> [What is required]: Go through the listing below and count the lines with "properties" in them. Only the count is needed.

> [Exercise input]:
++++++

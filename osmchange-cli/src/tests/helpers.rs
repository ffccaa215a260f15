//! Test helpers for writing GeoJSON inputs and scripting the API.

use super::*;
use crate::upload::{UploadConfig, UploadTransportBuilder};
use camino::Utf8Path;
use osmchange_api::SignedTransport;
use osmchange_api::test_support::StubTransport;

pub(super) const FEATURE_COLLECTION: &str = r#"{
  "type": "FeatureCollection",
  "features": [
    {
      "type": "Feature",
      "geometry": {"type": "Point", "coordinates": [13.4, 52.5]},
      "properties": {"amenity": "bench", "backrest": true, "seats": 3, "note": null}
    },
    {
      "type": "Feature",
      "geometry": {"type": "LineString", "coordinates": [[13.4, 52.5], [13.41, 52.51]]},
      "properties": {"highway": "footway"}
    }
  ]
}"#;

pub(super) fn write_utf8(path: &Utf8Path, contents: &[u8]) {
    std::fs::write(path, contents).expect("write test input");
}

/// Hands out a shared [`StubTransport`] instead of a network client.
#[derive(Debug, Default)]
pub(super) struct StubTransportBuilder {
    pub(super) transport: StubTransport,
}

impl UploadTransportBuilder for StubTransportBuilder {
    fn build<'a>(
        &'a self,
        _config: &UploadConfig,
    ) -> Result<Box<dyn SignedTransport + 'a>, CliError> {
        Ok(Box::new(&self.transport))
    }
}

pub(super) fn parse_upload(argv: &[&str]) -> Result<crate::upload::UploadArgs, CliError> {
    let mut invocation = vec!["osmchange", "upload"];
    invocation.extend_from_slice(argv);
    let cli = Cli::try_parse_from(invocation)?;
    let Command::Upload(args) = cli.command;
    Ok(args)
}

++++++

> [Exercise answer]: 2